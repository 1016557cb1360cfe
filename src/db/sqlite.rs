//! The embedded SQLite backend.

use super::{ExpenseRow, Storage};
use crate::error::Res;
use crate::model::Amount;
use crate::utils;
use anyhow::Context;
use sqlx::sqlite::{SqliteConnectOptions, SqlitePool, SqlitePoolOptions};
use sqlx::Executor;
use std::path::{Path, PathBuf};
use tracing::debug;

const SCHEMA_SQL: &str = include_str!("sqlite_schema.sql");
const INSERT_SQL: &str = "INSERT INTO expenses (amount, description) VALUES (?, ?)";

/// Stores expenses in a local SQLite file.
#[derive(Debug, Clone)]
pub struct SqliteStorage {
    path: PathBuf,
    pool: SqlitePool,
}

impl SqliteStorage {
    /// - Creates the parent directory of `path` if needed
    /// - Creates the SQLite file if it does not exist
    /// - Creates the `expenses` table if it does not exist
    pub async fn open(path: impl AsRef<Path>) -> Res<Self> {
        let path = path.as_ref();
        if let Some(parent) = path.parent().filter(|p| !p.as_os_str().is_empty()) {
            utils::make_dir(parent).await?;
        }

        let options = SqliteConnectOptions::new()
            .filename(path)
            .create_if_missing(true);

        // A single connection: one command runs one statement at a time.
        let pool = SqlitePoolOptions::new()
            .max_connections(1)
            .connect_with(options)
            .await
            .with_context(|| format!("Unable to open SQLite database at {}", path.display()))?;

        let storage = Self {
            path: path.to_path_buf(),
            pool,
        };
        storage.ensure_initialized().await?;
        Ok(storage)
    }

    pub fn path(&self) -> &Path {
        &self.path
    }
}

#[async_trait::async_trait]
impl Storage for SqliteStorage {
    async fn ensure_initialized(&self) -> Res<()> {
        debug!("Ensuring the expenses table exists in {}", self.path.display());
        self.pool
            .execute(SCHEMA_SQL)
            .await
            .context("Failed to create the expenses table")?;
        Ok(())
    }

    async fn add(&self, amount: Amount, description: &str) -> Res<i64> {
        let result = sqlx::query(INSERT_SQL)
            .bind(amount.to_f64())
            .bind(description)
            .execute(&self.pool)
            .await
            .with_context(|| format!("Failed to insert expense ({amount}, '{description}')"))?;
        let id = result.last_insert_rowid();
        debug!("Inserted expense {id}");
        Ok(id)
    }

    async fn add_many(&self, items: &[(Amount, String)]) -> Res<u64> {
        if items.is_empty() {
            return Ok(0);
        }

        let mut tx = self
            .pool
            .begin()
            .await
            .context("Failed to begin transaction")?;

        let mut count = 0;
        for (amount, description) in items {
            count += sqlx::query(INSERT_SQL)
                .bind(amount.to_f64())
                .bind(description.as_str())
                .execute(&mut *tx)
                .await
                .with_context(|| {
                    format!("Failed to insert expense ({amount}, '{description}')")
                })?
                .rows_affected();
        }

        tx.commit().await.context("Failed to commit transaction")?;
        debug!("Inserted {count} expenses");
        Ok(count)
    }

    async fn list_all(&self) -> Res<Vec<ExpenseRow>> {
        let rows: Vec<(i64, f64, String)> =
            sqlx::query_as("SELECT id, amount, description FROM expenses ORDER BY id")
                .fetch_all(&self.pool)
                .await
                .context("Failed to read expenses")?;

        Ok(rows
            .into_iter()
            .map(|(id, amount, description)| ExpenseRow {
                id,
                amount,
                description,
            })
            .collect())
    }

    async fn total(&self) -> Res<f64> {
        // TOTAL() is 0.0 on an empty table where SUM() would be NULL.
        let total: f64 = sqlx::query_scalar("SELECT TOTAL(amount) FROM expenses")
            .fetch_one(&self.pool)
            .await
            .context("Failed to sum expenses")?;
        Ok(total)
    }

    async fn close(&self) {
        self.pool.close().await;
    }
}
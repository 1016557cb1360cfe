use crate::commands::{open_storage, Out};
use crate::db;
use crate::error::{ErrorType, IntoResult};
use crate::model::Expense;
use crate::{Config, Result};

/// Prints every expense in its literal form, one per line, e.g.
/// `Expense(id=1, amount=50.00, description='coffee')`.
///
/// # Errors
///
/// - `ErrorType::Storage` if the backend cannot be read or holds a malformed row.
pub async fn export_python(config: Config) -> Result<Out<Vec<Expense>>> {
    let storage = open_storage(&config).await?;
    let listed = db::list_expenses(storage.as_ref()).await;
    storage.close().await;
    let expenses = listed.pub_result(ErrorType::Storage)?;

    let message = expenses
        .iter()
        .map(Expense::literal)
        .collect::<Vec<_>>()
        .join("\n");
    Ok(Out::new(message, expenses))
}
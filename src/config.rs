//! Configuration handling for the budget tracker.
//!
//! Everything lives in the budget home directory (`$BUDGET_HOME`, the current directory by
//! default):
//!
//! - `budget.db` is the legacy snapshot
//! - `budget.pkl.bak` is where the legacy snapshot goes after migration
//! - `data/budget.sqlite3` is the SQLite database
//! - `config.json` is optional and supplies defaults for the storage backend
//!
//! Values given on the command line or through the environment win over `config.json`, which
//! wins over the built-in defaults.

use crate::backup::{Backup, LEGACY_BACKUP};
use crate::error::{ErrorType, IntoResult, Res};
use crate::legacy::LegacyStore;
use crate::{utils, Result};
use anyhow::Context;
use serde::{Deserialize, Serialize};
use std::fmt::{Debug, Formatter};
use std::path::{Path, PathBuf};

const APP_NAME: &str = "budget";
const CONFIG_VERSION: u8 = 1;
const CONFIG_JSON: &str = "config.json";
const LEGACY_SNAPSHOT: &str = "budget.db";
const SQLITE_DIR: &str = "data";
const SQLITE_FILE: &str = "budget.sqlite3";

const DEFAULT_DB_HOST: &str = "localhost";
const DEFAULT_DB_PORT: u16 = 3306;
const DEFAULT_DB_USER: &str = "root";
const DEFAULT_DB_NAME: &str = "budget";

/// The relational backend that holds the `expenses` table.
#[derive(
    Debug,
    Default,
    Clone,
    Copy,
    PartialEq,
    Eq,
    Hash,
    Serialize,
    Deserialize,
    clap::ValueEnum,
)]
#[serde(rename_all = "snake_case")]
pub enum Backend {
    /// A local SQLite file in the budget home.
    #[default]
    Sqlite,
    /// A MySQL server.
    Mysql,
}

serde_plain::derive_display_from_serialize!(Backend);
serde_plain::derive_fromstr_from_deserialize!(Backend);

/// Connection parameters for the MySQL backend.
#[derive(Clone, Eq, PartialEq)]
pub struct MySqlConfig {
    host: String,
    port: u16,
    user: String,
    password: String,
    database: String,
}

impl MySqlConfig {
    pub fn new(
        host: impl Into<String>,
        port: u16,
        user: impl Into<String>,
        password: impl Into<String>,
        database: impl Into<String>,
    ) -> Self {
        Self {
            host: host.into(),
            port,
            user: user.into(),
            password: password.into(),
            database: database.into(),
        }
    }

    pub fn host(&self) -> &str {
        &self.host
    }

    pub fn port(&self) -> u16 {
        self.port
    }

    pub fn user(&self) -> &str {
        &self.user
    }

    pub fn password(&self) -> &str {
        &self.password
    }

    pub fn database(&self) -> &str {
        &self.database
    }
}

impl Default for MySqlConfig {
    fn default() -> Self {
        Self::new(
            DEFAULT_DB_HOST,
            DEFAULT_DB_PORT,
            DEFAULT_DB_USER,
            "",
            DEFAULT_DB_NAME,
        )
    }
}

impl Debug for MySqlConfig {
    fn fmt(&self, f: &mut Formatter<'_>) -> std::fmt::Result {
        f.debug_struct("MySqlConfig")
            .field("host", &self.host)
            .field("port", &self.port)
            .field("user", &self.user)
            .field("password", &"<redacted>")
            .field("database", &self.database)
            .finish()
    }
}

/// Everything a storage backend needs to connect. This is handed to `db::open`; the storage layer
/// never reads the environment itself.
#[derive(Debug, Clone, Eq, PartialEq)]
pub struct StorageConfig {
    backend: Backend,
    sqlite_path: PathBuf,
    mysql: MySqlConfig,
}

impl StorageConfig {
    pub fn new(backend: Backend, sqlite_path: impl Into<PathBuf>, mysql: MySqlConfig) -> Self {
        Self {
            backend,
            sqlite_path: sqlite_path.into(),
            mysql,
        }
    }

    pub fn backend(&self) -> Backend {
        self.backend
    }

    pub fn sqlite_path(&self) -> &Path {
        &self.sqlite_path
    }

    pub fn mysql(&self) -> &MySqlConfig {
        &self.mysql
    }
}

/// Values that take precedence over `config.json`. `None` means "not given".
#[derive(Debug, Clone, Default, Eq, PartialEq)]
pub struct Overrides {
    pub backend: Option<Backend>,
    pub db_host: Option<String>,
    pub db_port: Option<u16>,
    pub db_user: Option<String>,
    pub db_pass: Option<String>,
    pub db_name: Option<String>,
}

/// The `Config` object represents the configuration of the app. You instantiate it by providing
/// the path to the budget home and from there it loads the optional `config.json`. It provides
/// the paths of the files that are expected in a certain location within the budget home.
#[derive(Debug, Clone)]
pub struct Config {
    root: PathBuf,
    legacy_path: PathBuf,
    legacy_backup_path: PathBuf,
    storage: StorageConfig,
}

impl Config {
    /// This will
    /// - create the budget home if it does not exist and canonicalize it
    /// - load `config.json` if there is one
    /// - merge `overrides`, the file and the defaults into a `StorageConfig`
    pub async fn load(budget_home: impl Into<PathBuf>, overrides: Overrides) -> Result<Self> {
        Self::load_inner(budget_home.into(), overrides)
            .await
            .pub_result(ErrorType::Config)
    }

    async fn load_inner(maybe_relative: PathBuf, overrides: Overrides) -> Res<Self> {
        utils::make_dir(&maybe_relative)
            .await
            .context("Unable to create the budget home directory")?;
        let root = utils::canonicalize(&maybe_relative).await?;

        let file = ConfigFile::load(root.join(CONFIG_JSON))
            .await?
            .unwrap_or_default();

        let sqlite_path = match &file.sqlite_path {
            Some(p) if p.is_absolute() => p.clone(),
            Some(p) => root.join(p),
            None => root.join(SQLITE_DIR).join(SQLITE_FILE),
        };

        let section = file.mysql.unwrap_or_default();
        let mysql = MySqlConfig {
            host: overrides
                .db_host
                .or(section.host)
                .unwrap_or_else(|| DEFAULT_DB_HOST.to_string()),
            port: overrides.db_port.or(section.port).unwrap_or(DEFAULT_DB_PORT),
            user: overrides
                .db_user
                .or(section.user)
                .unwrap_or_else(|| DEFAULT_DB_USER.to_string()),
            password: overrides.db_pass.or(section.password).unwrap_or_default(),
            database: overrides
                .db_name
                .or(section.database)
                .unwrap_or_else(|| DEFAULT_DB_NAME.to_string()),
        };

        let backend = overrides.backend.or(file.backend).unwrap_or_default();

        Ok(Self {
            legacy_path: root.join(LEGACY_SNAPSHOT),
            legacy_backup_path: root.join(LEGACY_BACKUP),
            storage: StorageConfig::new(backend, sqlite_path, mysql),
            root,
        })
    }

    pub fn root(&self) -> &Path {
        &self.root
    }

    pub fn legacy_path(&self) -> &Path {
        &self.legacy_path
    }

    pub fn legacy_backup_path(&self) -> &Path {
        &self.legacy_backup_path
    }

    pub fn storage(&self) -> &StorageConfig {
        &self.storage
    }

    /// The legacy snapshot store in this budget home.
    pub fn legacy(&self) -> LegacyStore {
        LegacyStore::new(&self.legacy_path)
    }

    /// Moves the legacy snapshot to its backup filename.
    pub fn backup(&self) -> Backup {
        Backup::new(&self.legacy_path, &self.legacy_backup_path)
    }
}

/// Represents the serialization format of the optional configuration file.
///
/// Example configuration:
/// ```json
/// {
///   "app_name": "budget",
///   "config_version": 1,
///   "backend": "mysql",
///   "mysql": {
///     "host": "db.example.com",
///     "port": 3306,
///     "user": "budget",
///     "database": "budget"
///   }
/// }
/// ```
#[derive(Debug, Clone, Serialize, Deserialize, Eq, PartialEq)]
struct ConfigFile {
    /// Application name, should always be "budget"
    app_name: String,

    /// Configuration file version
    config_version: u8,

    /// The backend used when neither `--backend` nor `BUDGET_BACKEND` is given
    #[serde(default, skip_serializing_if = "Option::is_none")]
    backend: Option<Backend>,

    /// Path to the SQLite file, relative to the budget home or absolute
    #[serde(default, skip_serializing_if = "Option::is_none")]
    sqlite_path: Option<PathBuf>,

    /// MySQL connection defaults
    #[serde(default, skip_serializing_if = "Option::is_none")]
    mysql: Option<MySqlSection>,
}

#[derive(Debug, Clone, Default, Serialize, Deserialize, Eq, PartialEq)]
struct MySqlSection {
    #[serde(default, skip_serializing_if = "Option::is_none")]
    host: Option<String>,
    #[serde(default, skip_serializing_if = "Option::is_none")]
    port: Option<u16>,
    #[serde(default, skip_serializing_if = "Option::is_none")]
    user: Option<String>,
    #[serde(default, skip_serializing_if = "Option::is_none")]
    password: Option<String>,
    #[serde(default, skip_serializing_if = "Option::is_none")]
    database: Option<String>,
}

impl Default for ConfigFile {
    fn default() -> Self {
        Self {
            app_name: APP_NAME.to_string(),
            config_version: CONFIG_VERSION,
            backend: None,
            sqlite_path: None,
            mysql: None,
        }
    }
}

impl ConfigFile {
    /// Loads a ConfigFile from `path`. Returns `None` if there is no file.
    ///
    /// # Errors
    /// Returns an error if the file exists but cannot be read or parsed, or if its `app_name` or
    /// `config_version` is wrong.
    async fn load(path: impl AsRef<Path>) -> Res<Option<Self>> {
        let path = path.as_ref();
        let Some(content) = utils::read_if_exists(path).await? else {
            return Ok(None);
        };

        let config: ConfigFile = serde_json::from_str(&content)
            .with_context(|| format!("Failed to parse config file at {}", path.display()))?;

        anyhow::ensure!(
            config.app_name == APP_NAME,
            "Invalid app_name in config file: expected '{}', got '{}'",
            APP_NAME,
            config.app_name
        );
        anyhow::ensure!(
            config.config_version == CONFIG_VERSION,
            "Unsupported config_version in config file: expected {}, got {}",
            CONFIG_VERSION,
            config.config_version
        );

        Ok(Some(config))
    }
}
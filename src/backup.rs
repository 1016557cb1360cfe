//! Archival of the legacy snapshot after a successful migration.
//!
//! The snapshot is never deleted. It is renamed to a fixed backup filename, and an existing
//! backup is never replaced.

use crate::error::Res;
use crate::utils;
use anyhow::bail;
use std::path::{Path, PathBuf};
use tracing::debug;

/// The filename the legacy snapshot is renamed to once it has been migrated.
pub const LEGACY_BACKUP: &str = "budget.pkl.bak";

/// The outcome of [`Backup::archive`].
#[derive(Debug, Clone, Eq, PartialEq)]
pub enum Archived {
    /// The source was renamed to the contained path.
    Moved(PathBuf),
    /// There was no source file, nothing was done.
    Missing,
}

/// Raised when the backup destination already exists.
#[derive(Debug, Clone, Eq, PartialEq)]
pub struct BackupExists(pub PathBuf);

impl std::fmt::Display for BackupExists {
    fn fmt(&self, f: &mut std::fmt::Formatter<'_>) -> std::fmt::Result {
        write!(
            f,
            "The backup file '{}' already exists. Move or remove it and run the migration again",
            self.0.display()
        )
    }
}

impl std::error::Error for BackupExists {}

/// Moves a source file to its backup location.
///
/// The `Backup` struct is immutable and owns copies of the paths it needs. Create one via
/// `Config::backup()` or `Backup::new()`.
#[derive(Debug, Clone, Eq, PartialEq)]
pub struct Backup {
    source: PathBuf,
    destination: PathBuf,
}

impl Backup {
    pub fn new(source: impl Into<PathBuf>, destination: impl Into<PathBuf>) -> Self {
        Self {
            source: source.into(),
            destination: destination.into(),
        }
    }

    pub fn source(&self) -> &Path {
        &self.source
    }

    pub fn destination(&self) -> &Path {
        &self.destination
    }

    /// Fails with [`BackupExists`] if the destination is already taken.
    pub async fn check_destination(&self) -> Res<()> {
        if utils::exists(&self.destination).await? {
            bail!(BackupExists(self.destination.clone()));
        }
        Ok(())
    }

    /// Renames the source to the destination.
    ///
    /// - Returns `Archived::Missing` if the source does not exist.
    /// - Fails with [`BackupExists`] if the destination exists.
    pub async fn archive(&self) -> Res<Archived> {
        if !utils::exists(&self.source).await? {
            debug!(
                "Nothing to archive, {} does not exist",
                self.source.display()
            );
            return Ok(Archived::Missing);
        }
        self.check_destination().await?;
        utils::rename(&self.source, &self.destination).await?;
        debug!(
            "Archived {} to {}",
            self.source.display(),
            self.destination.display()
        );
        Ok(Archived::Moved(self.destination.clone()))
    }
}

#[cfg(test)]
mod tests {
    use super::*;
    use tempfile::TempDir;

    #[tokio::test]
    async fn test_archive_moves_the_source() {
        let dir = TempDir::new().unwrap();
        let source = dir.path().join("budget.db");
        let destination = dir.path().join(LEGACY_BACKUP);
        std::fs::write(&source, "[]").unwrap();

        let archived = Backup::new(&source, &destination).archive().await.unwrap();

        assert_eq!(archived, Archived::Moved(destination.clone()));
        assert!(!source.exists());
        assert_eq!(std::fs::read_to_string(&destination).unwrap(), "[]");
    }

    #[tokio::test]
    async fn test_archive_missing_source_is_skipped() {
        let dir = TempDir::new().unwrap();
        let destination = dir.path().join(LEGACY_BACKUP);
        let backup = Backup::new(dir.path().join("budget.db"), &destination);

        assert_eq!(backup.archive().await.unwrap(), Archived::Missing);
        assert!(!destination.exists());
    }

    #[tokio::test]
    async fn test_archive_refuses_to_overwrite_backup() {
        let dir = TempDir::new().unwrap();
        let source = dir.path().join("budget.db");
        let destination = dir.path().join(LEGACY_BACKUP);
        std::fs::write(&source, "new").unwrap();
        std::fs::write(&destination, "old").unwrap();

        let err = Backup::new(&source, &destination)
            .archive()
            .await
            .unwrap_err();

        assert!(err.downcast_ref::<BackupExists>().is_some());
        assert_eq!(std::fs::read_to_string(&source).unwrap(), "new");
        assert_eq!(std::fs::read_to_string(&destination).unwrap(), "old");
    }
}
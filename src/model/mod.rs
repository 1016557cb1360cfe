//! Types that represent the core data model: `Expense` and its `Amount`.
mod amount;
mod expense;

pub use amount::{Amount, AmountError};
pub use expense::{Expense, BIG_EXPENSE};
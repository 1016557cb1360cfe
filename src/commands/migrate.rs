use crate::commands::Out;
use crate::migrate::{self, Migration};
use crate::{Config, Result};

/// Moves the legacy snapshot into the configured relational backend and archives it.
///
/// # Errors
///
/// See `migrate::run`.
pub async fn migrate_to_sqlite(config: Config) -> Result<Out<Migration>> {
    let outcome = migrate::run(&config.legacy(), &config.backup(), config.storage()).await?;

    let message = match &outcome {
        Migration::NothingToMigrate => format!(
            "Nothing to migrate, {} is empty or missing",
            config.legacy_path().display()
        ),
        Migration::Migrated {
            count,
            backup: Some(path),
        } => format!(
            "Migrated {count} records to {}, the snapshot was moved to {}",
            config.storage().backend(),
            path.display()
        ),
        Migration::Migrated { count, backup: None } => format!(
            "Migrated {count} records to {}",
            config.storage().backend()
        ),
    };
    Ok(Out::new(message, outcome))
}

### What the task asks
Taking the material above, report how many of its lines contain the word "does". Add nothing else.

### Response to the exercise
5